Materials and methods

Fabrication of ultra-long AgNF random network electrodes

We used an electrospinning process to fabricate a continuous network of Ag nanofibers (AgNFs) with an average diameter of 338±35 nm using a suspension of Ag nanoparticles (NPK, Korea; average diameter: 40±5 nm; solvent: ethylene glycol; concentration=50 wt.%) as an ink. The electrospinning height was 15 cm, the applied voltage between the nozzle tip and the ground was 11.5 kV, and the inner and outer diameters of the nozzle were 0.33 and 0.64 mm, respectively. The environmental temperature and relative humidity were 17 °C and 4%, respectively. The continuous production of the large-area electrode was realized using a drum collector (width: 30 cm, radius: 6 cm, rotating speed: 2000 r.p.m.). The electrospun fibers were annealed at 150 °C for 30 min in air (relative humidity: ~25%). The photonic annealing was carried out using a xenon lamp system (UNILAM, Ulsan Metropolitan City, Korea) in which a xenon lamp was equipped with a bandpass filter for a broad spectrum of 400 to 1100 nm. The dimensions of this lamp were 10 cm in width and 30 cm in length, and the films could be moved in the longitudinal direction using a roll. This xenon flash lamp was located 10 cm away from the substrate stage with a water cooling system. The total energy delivered was 22.4 J cm−2, the width of light of the output pulse was 5 ms, and the gap between the pulses was 500 ms. The substrates used in the experiment were 2-mm-thick quartz, 100-μm-thick PET film (Toray Industries Inc., Tokyo, Japan), and 50-μm-thick PI film (Mitsubishi Corp., Tokyo, Japan). In particular, the PI film from Mitsubishi Corp. had a glass transition temperature (Tg) of 302 °C, and it could endure temperatures above the Tg of the PET film. Details about the fabrication method of the electrospun metal NF network onto the flexible substrate can be found elsewhere.26, 28, 29, 30, 31 As a transparent electrode, the low-density AgNF networks formed by electrospinning for 5 s exhibited a significantly low sheet resistance of 1.3±0.2 Ω per sq with a transmittance of 90%.

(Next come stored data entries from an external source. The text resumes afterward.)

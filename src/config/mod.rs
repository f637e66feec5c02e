//! Configuration management subsystem.
//!
//! # Data Flow
//! ```text
//! config file (TOML)
//!     → loader.rs (parse & deserialize)
//!     → validation.rs (semantic checks, every endpoint compiled once)
//!     → RouterConfig (validated, immutable)
//!     → endpoints.rs (token replacement, metadata)
//!     → DefaultEndpointDataSource
//!
//! On file change:
//!     watcher.rs detects change
//!     → loader.rs loads new config
//!     → validation.rs validates
//!     → endpoints replaced in the data source
//!     → router rebuilds its snapshot
//! ```
//!
//! # Design Decisions
//! - Config is immutable once loaded; changes require full reload
//! - All fields have defaults to allow minimal configs
//! - Validation separates syntactic (serde) from semantic checks
//! - Only the endpoint table is reloadable; listener, admin and
//!   observability settings apply at startup

pub mod endpoints;
pub mod loader;
pub mod schema;
pub mod validation;
pub mod watcher;

pub use loader::{load_config, ConfigError};
pub use schema::AdminConfig;
pub use schema::EndpointConfig;
pub use schema::ListenerConfig;
pub use schema::ObservabilityConfig;
pub use schema::RouterConfig;
pub use validation::ValidationError;
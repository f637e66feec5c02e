//! Turns endpoint configuration into routable endpoints.

use std::collections::HashMap;
use std::sync::Arc;

use axum::http::Method;

use crate::config::schema::{EndpointConfig, RouterConfig};
use crate::config::validation::ValidationError;
use crate::routing::endpoint::Endpoint;
use crate::routing::pattern::tokens::replace_tokens;
use crate::routing::policy::{ConsumesMetadata, HostMetadata, HttpMethodMetadata};

impl EndpointConfig {
    /// Applies token replacement, parses the pattern, merges the explicit
    /// defaults and constraints and attaches method, host and content type
    /// metadata. Empty lists attach nothing.
    pub fn to_endpoint(&self, shared_tokens: &HashMap<String, String>) -> Result<Arc<Endpoint>, ValidationError> {
        let tokens = merge_tokens(shared_tokens, &self.tokens);
        let template = replace_tokens(&self.pattern, &tokens).map_err(|source| ValidationError::Token {
            endpoint: self.name.clone(),
            source,
        })?;

        let mut builder = Endpoint::parse(&template)
            .map_err(|source| ValidationError::Pattern {
                endpoint: self.name.clone(),
                source,
            })?
            .order(self.order)
            .display_name(self.name.clone());

        let explicit = |source| ValidationError::ExplicitValue {
            endpoint: self.name.clone(),
            source,
        };
        for (name, value) in sorted(&self.defaults) {
            builder = builder.default_value(name, value.as_str()).map_err(explicit)?;
        }
        for (name, constraint) in sorted(&self.constraints) {
            builder = builder.constraint(name, constraint).map_err(explicit)?;
        }

        if !self.methods.is_empty() {
            let methods = self
                .methods
                .iter()
                .map(|method| {
                    Method::from_bytes(method.trim().to_ascii_uppercase().as_bytes()).map_err(|_| {
                        ValidationError::InvalidMethod {
                            endpoint: self.name.clone(),
                            method: method.clone(),
                        }
                    })
                })
                .collect::<Result<Vec<_>, _>>()?;
            builder = builder.metadata(HttpMethodMetadata::new(methods));
        }

        if !self.hosts.is_empty() {
            let hosts = HostMetadata::new(&self.hosts).map_err(|source| ValidationError::Host {
                endpoint: self.name.clone(),
                source,
            })?;
            builder = builder.metadata(hosts);
        }

        if !self.consumes.is_empty() {
            let consumes = ConsumesMetadata::new(&self.consumes).map_err(|source| ValidationError::MediaType {
                endpoint: self.name.clone(),
                source,
            })?;
            builder = builder.metadata(consumes);
        }

        Ok(builder.build())
    }
}

impl RouterConfig {
    /// Every configured endpoint, in file order. Fails on the first
    /// endpoint that does not convert; run validation first for a full
    /// report.
    pub fn build_endpoints(&self) -> Result<Vec<Arc<Endpoint>>, ValidationError> {
        self.endpoints
            .iter()
            .map(|endpoint| endpoint.to_endpoint(&self.tokens))
            .collect()
    }
}

/// Map entries by key, so explicit values apply in a stable order.
fn sorted(map: &HashMap<String, String>) -> Vec<(&str, &String)> {
    let mut entries: Vec<(&str, &String)> = map.iter().map(|(key, value)| (key.as_str(), value)).collect();
    entries.sort_by(|a, b| a.0.cmp(b.0));
    entries
}

/// Endpoint tokens win over shared ones, compared case-insensitively.
fn merge_tokens(shared: &HashMap<String, String>, own: &HashMap<String, String>) -> HashMap<String, String> {
    let mut merged: HashMap<String, String> = shared
        .iter()
        .filter(|(key, _)| !own.keys().any(|k| k.eq_ignore_ascii_case(key)))
        .map(|(key, value)| (key.clone(), value.clone()))
        .collect();
    merged.extend(own.iter().map(|(key, value)| (key.clone(), value.clone())));
    merged
}
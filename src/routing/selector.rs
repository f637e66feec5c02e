//! Final endpoint selection.
//!
//! ```text
//! Unmatched → PathWalked → PolicyFiltered → Selected
//!                                         → Ambiguous
//!                                         → MethodNotAllowed
//!                                         → NotFound
//! ```

use std::sync::Arc;

use axum::http::Method;

use crate::routing::candidate::{CandidateSet, Rejections};
use crate::routing::endpoint::Endpoint;
use crate::routing::policy::HttpMethodMetadata;
use crate::routing::values::RouteValues;

/// The selected endpoint and the values captured for it.
#[derive(Debug, Clone)]
pub struct EndpointMatch {
    endpoint: Arc<Endpoint>,
    values: RouteValues,
}

impl EndpointMatch {
    pub fn endpoint(&self) -> &Arc<Endpoint> {
        &self.endpoint
    }

    pub fn values(&self) -> &RouteValues {
        &self.values
    }
}

/// Result of matching one request. Never retried.
#[derive(Debug, Clone)]
pub enum MatchOutcome {
    Matched(EndpointMatch),
    NotFound,
    /// Every path match was rejected by the method policy alone.
    MethodNotAllowed { allow: Vec<Method> },
    /// More than one valid candidate shares the best score.
    Ambiguous { endpoints: Vec<String> },
}

impl MatchOutcome {
    /// Stable label for logs and metrics.
    pub fn label(&self) -> &'static str {
        match self {
            MatchOutcome::Matched(_) => "matched",
            MatchOutcome::NotFound => "not_found",
            MatchOutcome::MethodNotAllowed { .. } => "method_not_allowed",
            MatchOutcome::Ambiguous { .. } => "ambiguous",
        }
    }

    pub fn matched(&self) -> Option<&EndpointMatch> {
        match self {
            MatchOutcome::Matched(found) => Some(found),
            _ => None,
        }
    }
}

/// Picks the valid candidate with the lowest score.
pub fn select(candidates: CandidateSet) -> MatchOutcome {
    let best_score = match candidates.valid().next() {
        Some(best) => best.score(),
        None => return unmatched(&candidates),
    };

    let tied: Vec<String> = candidates
        .valid()
        .filter(|candidate| candidate.score() == best_score)
        .map(|candidate| candidate.endpoint().display_name().to_string())
        .collect();
    if tied.len() > 1 {
        return MatchOutcome::Ambiguous { endpoints: tied };
    }

    candidates
        .into_vec()
        .into_iter()
        .find(|candidate| candidate.is_valid())
        .map(|candidate| {
            let (endpoint, values) = candidate.into_match();
            MatchOutcome::Matched(EndpointMatch { endpoint, values })
        })
        .unwrap_or(MatchOutcome::NotFound)
}

fn unmatched(candidates: &CandidateSet) -> MatchOutcome {
    let method_only: Vec<_> = candidates
        .iter()
        .filter(|candidate| candidate.rejections() == Rejections::METHOD)
        .collect();
    if method_only.is_empty() {
        return MatchOutcome::NotFound;
    }

    let mut allow: Vec<Method> = method_only
        .iter()
        .filter_map(|candidate| candidate.endpoint().metadata_of::<HttpMethodMetadata>())
        .flat_map(|metadata| metadata.methods().iter().cloned())
        .collect();
    allow.sort_by(|a, b| a.as_str().cmp(b.as_str()));
    allow.dedup();

    MatchOutcome::MethodNotAllowed { allow }
}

Fabrication of heaters based on AgNFs, AgNWs and ITO

To fabricate the AgNF heater, an additional electrospinning process was performed on the transparent and stretchable AgNF electrode. The heating region of the AgNF heater was shaded by a shadow mask during the process, and the rest of the region had a dense AgNF network, which led to very low sheet resistance (as shown in Figure 1a). The dense region at both ends acted as the connection points for the AgNF heater. We can operate the heater directly by applying a DC bias to both ends. To fabricate the AgNW heater, a commercial suspension of AgNWs (Nanopyxis Co. Ltd., average AgNW diameter of 30±5 nm and length of 25±5 μm, solvent: deionized water, concentration: 3 mg ml−1) was spin-coated for 30 s at 500 r.p.m. onto a PET film. To fabricate the ITO heater, an ITO film (thickness: 120 nm) was deposited on a PET substrate using an RF sputter system (SRN-120, SORONA, Pyeongtaek, Korea). The AgNW-heater and ITO-heater exhibited sheet resistances of 10 and 50 Ω per sq, respectively. The transmittance of both heaters was ~90% in the visible regime. Cu-wire interconnects were attached to both ends of each heater using a silver epoxy (ELCOAT A-200, CANS, Tokyo, Japan), followed by epoxy curing for 10 min at 150 °C in air (relative humidity: ~25%).

Figure 1
figure 1

Characterization of a stretchable, transparent and large-area AgNF heater. (a) Schematic illustration of the stretchable and transparent heater composed of a AgNF random network. (b) Photographs of a stretchable and transparent electrode and large-area heater using a AgNF random network on a PET film. The scale bar represents 3 cm. (c) A photograph (left) and magnified optical micrograph (right) of the border between the electrode and the contact pad. The left scale bar represents 5 mm, and the right scale bar represents 20 μm. (d) Scanning electron microscope image of a AgNF random network. The scale bar represents 1 μm. The inset shows the magnified image of a single AgNF. The scale bar represents 200 nm.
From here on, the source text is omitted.